As we approach the end of the next century, many scientists believe that we could be facing increasingly severe droughts due to changes in rainfall. The new study shows that things could be worse than originally thought.
Previous theories have predicted that changes in rainfall due to global warming could cause the Earth's land area to experience increased drying. It turns out, however, that rainfall is just one part of the story.
"If you only account for precipitation changes in the future, we can expect increased drought on about 12% of the global land area," said Dr. Benjamin Cook of Columbia University's Lamont-Doherty Earth Observatory and the NASA Goddard Institute for Space Studies. "If you include warming and increased evaporation in these calculations, the drying intensifies and spreads to ~30% of the global land area."
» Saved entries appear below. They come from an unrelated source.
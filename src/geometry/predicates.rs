//! Planar geometric predicates for the flip procedure.
//!
//! These are the two classic predicates of 2D Delaunay maintenance:
//! orientation (signed twice-area) and the in-circle test. Both are
//! evaluated with plain `f64` determinants plus a magnitude-adaptive
//! tolerance: results within the tolerance band are classified as
//! degenerate/boundary rather than strictly positive or negative, so
//! near-cocircular configurations do not trigger flip cycles.

/// Relative factor for magnitude-adaptive predicate tolerances.
const PREDICATE_REL_TOLERANCE: f64 = 1e-12;

/// Signed twice-area of the triangle `(a, b, c)`.
///
/// Positive for counter-clockwise orientation, negative for clockwise,
/// zero for collinear points.
///
/// # Examples
///
/// ```rust
/// use relaxmesh::geometry::predicates::orientation;
///
/// let ccw = orientation([0.0, 0.0], [1.0, 0.0], [0.0, 1.0]);
/// assert!(ccw > 0.0);
/// let cw = orientation([0.0, 0.0], [0.0, 1.0], [1.0, 0.0]);
/// assert!(cw < 0.0);
/// ```
#[inline]
#[must_use]
pub fn orientation(a: [f64; 2], b: [f64; 2], c: [f64; 2]) -> f64 {
    (b[0] - a[0]) * (c[1] - a[1]) - (b[1] - a[1]) * (c[0] - a[0])
}

/// Tolerance below which an [`orientation`] result counts as degenerate.
///
/// Scales with the squared extent of the input points, matching the
/// quadratic scaling of the orientation determinant.
#[must_use]
pub fn orientation_tolerance(a: [f64; 2], b: [f64; 2], c: [f64; 2]) -> f64 {
    let extent = max_extent(&[a, b, c]);
    PREDICATE_REL_TOLERANCE * extent * extent
}

/// In-circle determinant: positive when `d` lies strictly inside the
/// circumcircle of the counter-clockwise triangle `(a, b, c)`.
///
/// Callers must pass a counter-clockwise triangle; for a clockwise one
/// the sign is inverted.
///
/// # Examples
///
/// ```rust
/// use relaxmesh::geometry::predicates::in_circle;
///
/// let a = [0.0, 0.0];
/// let b = [1.0, 0.0];
/// let c = [0.0, 1.0];
/// assert!(in_circle(a, b, c, [0.5, 0.5]) > 0.0);
/// assert!(in_circle(a, b, c, [2.0, 2.0]) < 0.0);
/// ```
#[must_use]
pub fn in_circle(a: [f64; 2], b: [f64; 2], c: [f64; 2], d: [f64; 2]) -> f64 {
    let adx = a[0] - d[0];
    let ady = a[1] - d[1];
    let bdx = b[0] - d[0];
    let bdy = b[1] - d[1];
    let cdx = c[0] - d[0];
    let cdy = c[1] - d[1];

    let ad2 = adx * adx + ady * ady;
    let bd2 = bdx * bdx + bdy * bdy;
    let cd2 = cdx * cdx + cdy * cdy;

    adx * (bdy * cd2 - cdy * bd2) - ady * (bdx * cd2 - cdx * bd2)
        + ad2 * (bdx * cdy - cdx * bdy)
}

/// Tolerance below which an [`in_circle`] result counts as cocircular.
///
/// Scales with the fourth power of the point extent, matching the quartic
/// scaling of the in-circle determinant.
#[must_use]
pub fn in_circle_tolerance(a: [f64; 2], b: [f64; 2], c: [f64; 2], d: [f64; 2]) -> f64 {
    let extent = max_extent(&[a, b, c, d]);
    PREDICATE_REL_TOLERANCE * extent.powi(4)
}

/// Largest absolute coordinate difference to the first point.
fn max_extent(points: &[[f64; 2]]) -> f64 {
    let origin = points[0];
    let mut extent = 1.0f64;
    for p in points {
        extent = extent
            .max((p[0] - origin[0]).abs())
            .max((p[1] - origin[1]).abs());
    }
    extent
}

#[cfg(test)]
mod tests {
    use super::*;
    use approx::assert_relative_eq;

    #[test]
    fn orientation_signs() {
        assert!(orientation([0.0, 0.0], [2.0, 0.0], [1.0, 1.0]) > 0.0);
        assert!(orientation([0.0, 0.0], [1.0, 1.0], [2.0, 0.0]) < 0.0);
        assert_relative_eq!(orientation([0.0, 0.0], [1.0, 1.0], [2.0, 2.0]), 0.0);
    }

    #[test]
    fn orientation_equals_twice_triangle_area() {
        // Right triangle with legs 3 and 4: area 6, determinant 12.
        assert_relative_eq!(orientation([0.0, 0.0], [3.0, 0.0], [0.0, 4.0]), 12.0);
    }

    #[test]
    fn in_circle_detects_interior_and_exterior_points() {
        // Unit circle through these three points.
        let a = [1.0, 0.0];
        let b = [0.0, 1.0];
        let c = [-1.0, 0.0];
        assert!(in_circle(a, b, c, [0.0, 0.0]) > 0.0);
        assert!(in_circle(a, b, c, [0.0, -2.0]) < 0.0);
    }

    #[test]
    fn in_circle_cocircular_is_within_tolerance() {
        let a = [1.0, 0.0];
        let b = [0.0, 1.0];
        let c = [-1.0, 0.0];
        let d = [0.0, -1.0];
        let det = in_circle(a, b, c, d);
        assert!(det.abs() <= in_circle_tolerance(a, b, c, d));
    }

    #[test]
    fn tolerances_scale_with_extent() {
        let small = in_circle_tolerance([0.0, 0.0], [1.0, 0.0], [0.0, 1.0], [1.0, 1.0]);
        let large = in_circle_tolerance([0.0, 0.0], [1e3, 0.0], [0.0, 1e3], [1e3, 1e3]);
        assert!(large > small);
    }
}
Cook and his colleagues found that higher evaporation rates could result from a warmer climate. Evaporation would 'wring' water out of the soil, even in some areas that receive a decent amount of rain. And while global warming is forcing water out of the ground, it will also increase the moisture content of our planet's atmosphere. This, too, could have global consequences.
"In the global average, evaporation is expected to increase atmospheric moisture content by about 7% per degree Celsius of warming. This is just the Clausius-Clapeyron relationship," said Cook. "The expectation is that, at the global level, this increase in atmospheric moisture content will act to amplify greenhouse gas warming trends because water vapor is also an important greenhouse gas. Regionally, it gets more complicated because you have some areas where humidity will increase and other areas where it will decrease."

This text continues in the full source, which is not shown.